Last time I heard any of these songs performed live (The Bridge tour, autumn 1982, Cardiff St David's Hall, still got the programme), I was a 15-year-old attending my first concert, and - before The Smiths, way before Manic Street Preachers - Dexys Midnight Runners, and their albums Searching For The Young Soul Rebels and Too-Rye-Ay, were the bedroom soundtrack to my youthful alienation and solitude. I never thought I'd see them performed again. You'll forgive me for spending most of this show choking back the tears.

The intervening years have been a zig-zagging graph for Rowland, during which he released one of the greatest albums ever made (the low-selling, but artistically triumphant Don't Stand Me Down), got hooked on cocaine, found religion, underwent rehab, and made one misunderstood, cruelly pilloried solo venture (even after 40 years of pop, the sight of a man in a dress was apparently too much for some), before embarking on what he terms the "reinvention" of Dexys Midnight Runners.

By the time I catch Dexys' tour, it's in Basingstoke, a soulless shopping mall on London's commuter belt. Rowland steps out of the shadows sporting a powder-blue blazer, white Oxford bags, expensive Italian shades and a pencil moustache (if the original Dexys look was Mean Streets, then now it's Dirty Rotten Scoundrels). The new nine-piece Dexys (one trombone, one violin), all in waistcoats, feature two other past members: keyboardist Mick Talbot, and original bassist Pete Williams, who has been promoted to co-singer, presumably because he can hit the high notes which Kevin can't always reach (and also, a psychologist might speculate, as a crutch). The interplay between the two of them works well, with Williams, dressed as a policeman, arresting Rowland for the crime of "burning" (re-enacting an old Eighties routine), and providing the straight-man banter in an astonishing, 20-minute encore of "This Is What She's Like".

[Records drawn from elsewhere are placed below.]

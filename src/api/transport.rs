//! HTTP transport for the registration API.

use async_trait::async_trait;
use reqwest::header;
use tracing::debug;

use crate::config::ApiConfig;
use crate::error::Result;

/// Response surfaced by a transport: HTTP status plus raw body.
#[derive(Debug, Clone)]
pub struct ApiResponse {
    /// HTTP status code
    pub status: u16,
    /// Raw response body
    pub body: String,
}

impl ApiResponse {
    /// Whether the status code counts as success, i.e. lies in `[200, 300)`.
    pub fn is_success(&self) -> bool {
        (200..300).contains(&self.status)
    }
}

/// Trait for transport implementations.
///
/// The dispatch loop works against this seam so tests can substitute a
/// recording transport for the real HTTP client.
#[async_trait]
pub trait Transport: Send + Sync {
    /// POST the rendered envelope bytes, returning status and body.
    async fn send(&self, body: Vec<u8>) -> Result<ApiResponse>;
}

/// reqwest-backed transport for the document-creation endpoint.
pub struct HttpTransport {
    client: reqwest::Client,
    endpoint: String,
    product_group: String,
}

impl HttpTransport {
    /// Build a transport from the API configuration.
    pub fn new(config: &ApiConfig) -> Result<Self> {
        let client = reqwest::Client::builder()
            .timeout(config.request_timeout())
            .build()?;

        Ok(Self {
            client,
            endpoint: config.endpoint.clone(),
            product_group: config.product_group.clone(),
        })
    }
}

#[async_trait]
impl Transport for HttpTransport {
    async fn send(&self, body: Vec<u8>) -> Result<ApiResponse> {
        debug!(endpoint = %self.endpoint, bytes = body.len(), "Posting document envelope");

        let response = self
            .client
            .post(&self.endpoint)
            .query(&[("pg", self.product_group.as_str())])
            .header(header::CONTENT_TYPE, "application/json")
            .body(body)
            .send()
            .await?;

        let status = response.status().as_u16();
        let body = response.text().await?;

        Ok(ApiResponse { status, body })
    }
}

There are, inevitably, numerous office party/ hen night types in the house, lured by the opportunity to clap along to "Geno" and "Come On Eileen", both of which are performed, and with relatively straight renditions (Kev's perverse, but he's not that perverse, and even throws in "Because Of You", his theme from the BBC sitcom Brush Strokes).

However, there are also plenty of dedicated Dexyphiles who never lost the faith, whose vocal support encourages Rowland, nervous at first, to rediscover his confidence: as "Let's Make This Precious" segues gloriously into "Listen To This", he falls to his knees in a slick dance move, and really opens his lungs. They carry him through the non-crowdpleasers, such as new song "My Life In England" and a cover of "Nightshift" by The Commodores. The latter may appear as eyebrow-raising as did "The Greatest Love Of All" on Kevin's solo album, but in context it makes sense (a tribute to Marvin Gaye is not so far removed from a tribute to Geno Washington). "You can't please everybody..." Kevin shrugs, "so you may as well please yourself."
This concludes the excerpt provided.